ALOYSIUS IYORGYER KATSINA-ALU, JSC: I have had the advantage of reading in draft the judgment of my learned brother PATS-ACHOLONU JSC. I agree with his reasoning and conclusion. There is nothing I can usefully add.

SAMSON ODEMWINGIE UWAIFO, JSC: I had the opportunity to read in advance the judgment of my learned brother Pats-Acholonu JSC and agree with it both in regard to the appeal and the cross-appeal. I do not need to go over the facts of the case as they have been stated in that judgment except as may be necessary for the brief contribution I intend to make.

The second Appellant is (or was) at all material times an employee of the first Appellant, a construction company. So was the Respondent. Both the second Appellant and the Respondent are industrial electricians, the Respondent being under the supervision of the second Appellant in the employment of the first Appellant (also hereinafter referred to as the company).

On 6 July, 1993 at the company’s premises at Abuja, the Respondent, the second Appellant and four other co-employees of the company were servicing the company’s crane. The sling wire of the lift was faulty and needed to be corrected. As the Respondent was doing this, the second Appellant, according to the Respondent, pressed the starter button of the crane without warning. The crane was suddenly mobilized and the drum rolled over and crushed the left foot and ankle of the Respondent. He fell down and fainted. He was taken from hospital to hospital: first, the Garki General Hospital; then the University of Benin Teaching Hospital; and finally the National Orthopaedic Hospital, Kano. His left leg was ultimately amputated below the knee.

He sued the company and the employee (2nd Appellant) responsible for the injury he sustained and the condition he found himself. The defence to the claim was based on the fact that when the Defendants were servicing the crane,

“that to the utmost chargin (sic) of all the employees of the 1st Defendant thereat working on the said Alimark lift/tower crane including the Plaintiff himself, the control switch and indeed the Alimark lift/tower crane as a mechanic (sic) device energised itself setting the motor in motion with the drum injuring the Plaintiff’s left foot and/or part of the leg below the knee.”

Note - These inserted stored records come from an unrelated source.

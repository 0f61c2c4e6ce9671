use std::sync::atomic::{AtomicU64, Ordering};

/// Statistics collected across the streaming passes.
///
/// Malformed records and title collisions are recovered locally; these
/// counters are how they stay observable for data-quality review.
#[derive(Default)]
pub struct PipelineStats {
    pub pages_seen: AtomicU64,
    pub pages_skipped: AtomicU64,
    pub redirects_skipped: AtomicU64,
    pub pages_excluded: AtomicU64,
    pub contributors_excluded: AtomicU64,
    pub title_collisions: AtomicU64,
    pub passages_emitted: AtomicU64,
    pub oversize_passages: AtomicU64,
}

impl PipelineStats {
    pub fn new() -> Self {
        Self::default()
    }

    pub fn inc_pages_seen(&self) {
        self.pages_seen.fetch_add(1, Ordering::Relaxed);
    }

    pub fn inc_pages_skipped(&self) {
        self.pages_skipped.fetch_add(1, Ordering::Relaxed);
    }

    pub fn inc_redirects_skipped(&self) {
        self.redirects_skipped.fetch_add(1, Ordering::Relaxed);
    }

    pub fn inc_pages_excluded(&self) {
        self.pages_excluded.fetch_add(1, Ordering::Relaxed);
    }

    pub fn inc_contributors_excluded(&self) {
        self.contributors_excluded.fetch_add(1, Ordering::Relaxed);
    }

    pub fn inc_title_collisions(&self) {
        self.title_collisions.fetch_add(1, Ordering::Relaxed);
    }

    pub fn add_passages(&self, count: u64) {
        self.passages_emitted.fetch_add(count, Ordering::Relaxed);
    }

    pub fn inc_oversize_passages(&self) {
        self.oversize_passages.fetch_add(1, Ordering::Relaxed);
    }

    pub fn pages(&self) -> u64 {
        self.pages_seen.load(Ordering::Relaxed)
    }

    pub fn skipped(&self) -> u64 {
        self.pages_skipped.load(Ordering::Relaxed)
    }

    pub fn redirects(&self) -> u64 {
        self.redirects_skipped.load(Ordering::Relaxed)
    }

    pub fn excluded(&self) -> u64 {
        self.pages_excluded.load(Ordering::Relaxed)
    }

    pub fn excluded_contributors(&self) -> u64 {
        self.contributors_excluded.load(Ordering::Relaxed)
    }

    pub fn collisions(&self) -> u64 {
        self.title_collisions.load(Ordering::Relaxed)
    }

    pub fn passages(&self) -> u64 {
        self.passages_emitted.load(Ordering::Relaxed)
    }

    pub fn oversize(&self) -> u64 {
        self.oversize_passages.load(Ordering::Relaxed)
    }
}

This patently dishonest averment was accepted by the learned trial Chief Judge as well founded to exculpate the Defendants. In a thoroughly discredited judgment in perversion of justice, he said inter alia:

“I accept that energising which had been pleaded could not have been foreseen or be forestalled… DW 1 the man on the spot only 2 meters (sic) away could not stop it because before he even got to the switch the damage had been done there was nothing he could stop. I do not find Defendant (sic) negligent and in the circumstances of the case the doctrine of repipsa (sic) loquitor is applicable and enforceable and that I hold this to be a proper case for success of doctrine of inevitability of the accident.”

The claim of the Plaintiff (now Respondent) was dismissed.

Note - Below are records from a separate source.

use crate::parser::open_xml_reader;
use anyhow::Result;
use quick_xml::events::Event;
use rustc_hash::FxHashMap;
use std::path::Path;
use tracing::{debug, warn};

/// Display name given to the main namespace, whose declaration carries no text.
pub const MAIN_NAMESPACE: &str = "Main";

/// Labels used as namespace prefixes in titles without being registered in
/// the declaration header. Fandom exports do this for per-user blogs.
const PSEUDO_NAMESPACES: &[&str] = &["User blog"];

/// Mapping from namespace id (string key, as encountered in the source) to
/// display name. Built once from the export header, read-only afterwards.
#[derive(Debug, Clone, Default)]
pub struct NamespaceCatalog {
    names: FxHashMap<String, String>,
}

impl NamespaceCatalog {
    /// Parses the namespace declarations preceding the first page record.
    ///
    /// A truncated or declaration-free export produces an empty catalog, in
    /// which case every lookup falls back to a synthetic label.
    pub fn parse(path: &Path) -> Result<Self> {
        let mut reader = open_xml_reader(path)?;
        let mut buf = Vec::with_capacity(4 * 1024);
        let mut names = FxHashMap::default();

        let mut pending_key: Option<String> = None;
        let mut pending_name = String::new();

        loop {
            buf.clear();
            let event = match reader.read_event_into(&mut buf) {
                Ok(ev) => ev,
                Err(e) => {
                    warn!(error = %e, "Malformed export header, using namespaces found so far");
                    break;
                }
            };

            match event {
                Event::Start(ref e) => match e.name().as_ref() {
                    b"namespace" => {
                        pending_key = attr_value(e, b"key");
                        pending_name.clear();
                    }
                    // Declarations never interleave with page data.
                    b"page" => break,
                    _ => {}
                },
                Event::Empty(ref e) => {
                    if e.name().as_ref() == b"namespace" {
                        if let Some(key) = attr_value(e, b"key") {
                            names.insert(key, MAIN_NAMESPACE.to_string());
                        }
                    }
                }
                Event::Text(ref e) => {
                    if pending_key.is_some() {
                        if let Ok(text) = e.unescape() {
                            pending_name.push_str(&text);
                        }
                    }
                }
                Event::End(ref e) => {
                    if e.name().as_ref() == b"namespace" {
                        if let Some(key) = pending_key.take() {
                            let name = pending_name.trim();
                            let name = if name.is_empty() {
                                MAIN_NAMESPACE.to_string()
                            } else {
                                name.to_string()
                            };
                            names.insert(key, name);
                        }
                        pending_name.clear();
                    }
                }
                Event::Eof => break,
                _ => {}
            }
        }

        debug!(namespaces = names.len(), "Namespace catalog parsed");
        Ok(Self { names })
    }

    pub fn from_map(names: FxHashMap<String, String>) -> Self {
        Self { names }
    }

    pub fn get(&self, ns_id: &str) -> Option<&str> {
        self.names.get(ns_id).map(|s| s.as_str())
    }

    pub fn len(&self) -> usize {
        self.names.len()
    }

    pub fn is_empty(&self) -> bool {
        self.names.is_empty()
    }

    /// Resolves a page's namespace display name. Never fails: pseudo-namespace
    /// title prefixes win over the numeric id, and ids missing from the
    /// catalog get a synthetic `Namespace <id>` label.
    pub fn name_for(&self, ns_id: &str, title: &str) -> String {
        if let Some((prefix, _)) = title.split_once(':') {
            if PSEUDO_NAMESPACES.contains(&prefix) {
                return prefix.to_string();
            }
        }

        match self.names.get(ns_id) {
            Some(name) => name.clone(),
            None => format!("Namespace {}", ns_id),
        }
    }
}

fn attr_value(e: &quick_xml::events::BytesStart<'_>, name: &[u8]) -> Option<String> {
    e.attributes()
        .filter_map(|a| a.ok())
        .find(|a| a.key.as_ref() == name)
        .and_then(|a| a.unescape_value().ok().map(|v| v.into_owned()))
}

#[cfg(test)]
mod tests {
    use super::*;
    use std::fs::File;
    use std::io::Write;
    use std::path::PathBuf;
    use tempfile::TempDir;

    fn write_xml(dir: &TempDir, xml: &str) -> PathBuf {
        let path = dir.path().join("export.xml");
        let mut file = File::create(&path).unwrap();
        file.write_all(xml.as_bytes()).unwrap();
        path
    }

    const HEADER: &str = r#"<mediawiki>
  <siteinfo>
    <namespaces>
      <namespace key="0" case="first-letter" />
      <namespace key="1" case="first-letter">Talk</namespace>
      <namespace key="2" case="first-letter">User</namespace>
      <namespace key="500" case="first-letter">User blog</namespace>
    </namespaces>
  </siteinfo>
  <page>
    <title>After the header</title><ns>0</ns><id>1</id>
  </page>
  <page>
    <title>Talk:Bogus declaration below should never be read</title><ns>1</ns><id>2</id>
  </page>
</mediawiki>"#;

    #[test]
    fn parses_declared_namespaces() {
        let dir = TempDir::new().unwrap();
        let path = write_xml(&dir, HEADER);
        let catalog = NamespaceCatalog::parse(&path).unwrap();

        assert_eq!(catalog.len(), 4);
        assert_eq!(catalog.get("1"), Some("Talk"));
        assert_eq!(catalog.get("500"), Some("User blog"));
    }

    #[test]
    fn empty_name_normalizes_to_main() {
        let dir = TempDir::new().unwrap();
        let path = write_xml(&dir, HEADER);
        let catalog = NamespaceCatalog::parse(&path).unwrap();
        assert_eq!(catalog.get("0"), Some(MAIN_NAMESPACE));
    }

    #[test]
    fn stops_at_first_page() {
        // A doc with declarations only before the pages; parsing must not
        // scan past the first page boundary.
        let dir = TempDir::new().unwrap();
        let path = write_xml(&dir, HEADER);
        let catalog = NamespaceCatalog::parse(&path).unwrap();
        assert!(catalog.get("99").is_none());
    }

    #[test]
    fn truncated_header_yields_empty_catalog() {
        let dir = TempDir::new().unwrap();
        let path = write_xml(&dir, "<mediawiki><siteinfo><namespa");
        let catalog = NamespaceCatalog::parse(&path).unwrap();
        assert!(catalog.is_empty());
    }

    #[test]
    fn unknown_id_gets_synthetic_label() {
        let catalog = NamespaceCatalog::default();
        assert_eq!(catalog.name_for("42", "Some title"), "Namespace 42");
    }

    #[test]
    fn pseudo_namespace_prefix_overrides_id() {
        // "User blog" shows up in titles even when the declared id disagrees
        // or the declaration is missing entirely.
        let catalog = NamespaceCatalog::default();
        assert_eq!(
            catalog.name_for("0", "User blog:Alice/My page"),
            "User blog"
        );
    }

    #[test]
    fn regular_colon_title_uses_catalog() {
        let mut names = FxHashMap::default();
        names.insert("1".to_string(), "Talk".to_string());
        let catalog = NamespaceCatalog::from_map(names);
        assert_eq!(catalog.name_for("1", "Talk:Alpha"), "Talk");
    }
}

The Court of Appeal, Abuja Division had no difficulty in setting aside the judgment on 19 January, 1998. But the said Court below observed as follows in the leading judgment of Muntaka-Coomassie JCA:

“It was also claimed and pleaded that due to the constant severe pains the Appellant was forced to purchase pain relieving drugs. This (sic) pieces of evidence have been denied. I could have awarded damages for pain and suffering but for the fact that no where the Appellant produced the medical evidence to support his pleadings. This is rather painful. Was it his fault? Or that of his counsel or was he telling lies? Be that as it may, I cannot award a kobo for that claim in the absence of medical evidence.”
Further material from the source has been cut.